Tuesday, March 18, 2014 - 4:00pm to Wednesday, March 19, 2014 - 3:55pm
Event Calendar Category
LIDS Seminar Series
Speaker Name
Venkat Chandrasekaran
Affiliation
Caltech
Building and Room Number
32-155
We describe conic geometric programs (CGPs), which are convex optimization problems obtained by blending elements of geometric programs (GPs) and conic optimization problems such as semidefinite programs (SDPs). A CGP consists of a linear objective function that is to be minimized subject to affine constraints, convex conic constraints, and upper bound constraints on sums of exponential and affine functions. Although CGPs contain GPs and SDPs as special instances, computing global optima of CGPs is not much harder than solving GPs and SDPs. More broadly, the CGP framework facilitates a range of new applications that fall outside the scope of SDPs and GPs alone. We demonstrate the utility of CGPs in providing solutions to problems such as (i) permanent maximization, (ii) hitting-time estimation in dynamical systems, (iii) the computation of the capacity of channels transmitting quantum information, (iv) tractable robust optimization formulations of GPs, and (v) the computation of bounds for nonconvex "signomial" programs. (Joint work with Parikshit Shah.)

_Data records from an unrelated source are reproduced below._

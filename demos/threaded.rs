use cross_mpi::{run_coordinator, run_member, RunOutcome, ThreadGroup};
use std::io::Cursor;
use std::thread;

// N = 4 vectors, split two per worker: A then B, one vector per line.
const INPUT: &str = "4
1 0 0
0 1 0
1 1 0
0 0 1
0 1 0
0 0 1
1 0 0
1 0 0
";

fn main() {
    env_logger::init();

    let mut handles = ThreadGroup::create(2).unwrap().into_iter();
    let coordinator = handles.next().unwrap();

    let members: Vec<_> = handles
        .map(|group| thread::spawn(move || run_member(&group).unwrap()))
        .collect();

    let mut output = Vec::new();
    let outcome = run_coordinator(&coordinator, Cursor::new(INPUT), &mut output).unwrap();

    for member in members {
        member.join().unwrap();
    }

    print!("{}", String::from_utf8(output).unwrap());
    if let RunOutcome::Gathered(c) = outcome {
        println!("Computed {} cross products on 2 simulated workers", c.len() / 3);
    }
}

Venkat Chandrasekaran is an Assistant Professor at Caltech in Computing and Mathematical Sciences and in Electrical Engineering. He received a Ph.D. in Electrical Engineering and Computer Science in June 2011 from MIT, and he received a B.A. in Mathematics as well as a B.S. in Electrical and Computer Engineering in May 2005 from Rice University. He was awarded the Jin-Au Kong Dissertation Prize for the best doctoral thesis in Electrical Engineering at MIT (2012), the Young Researcher Prize in Continuous Optimization at the Fourth International Conference on Continuous Optimization of the Mathematical Optimization Society (2013), an Okawa Research Grant in Information and Telecommunications (2013), and the NSF Career award (2014). His research interests lie in mathematical optimization and its application to the information sciences.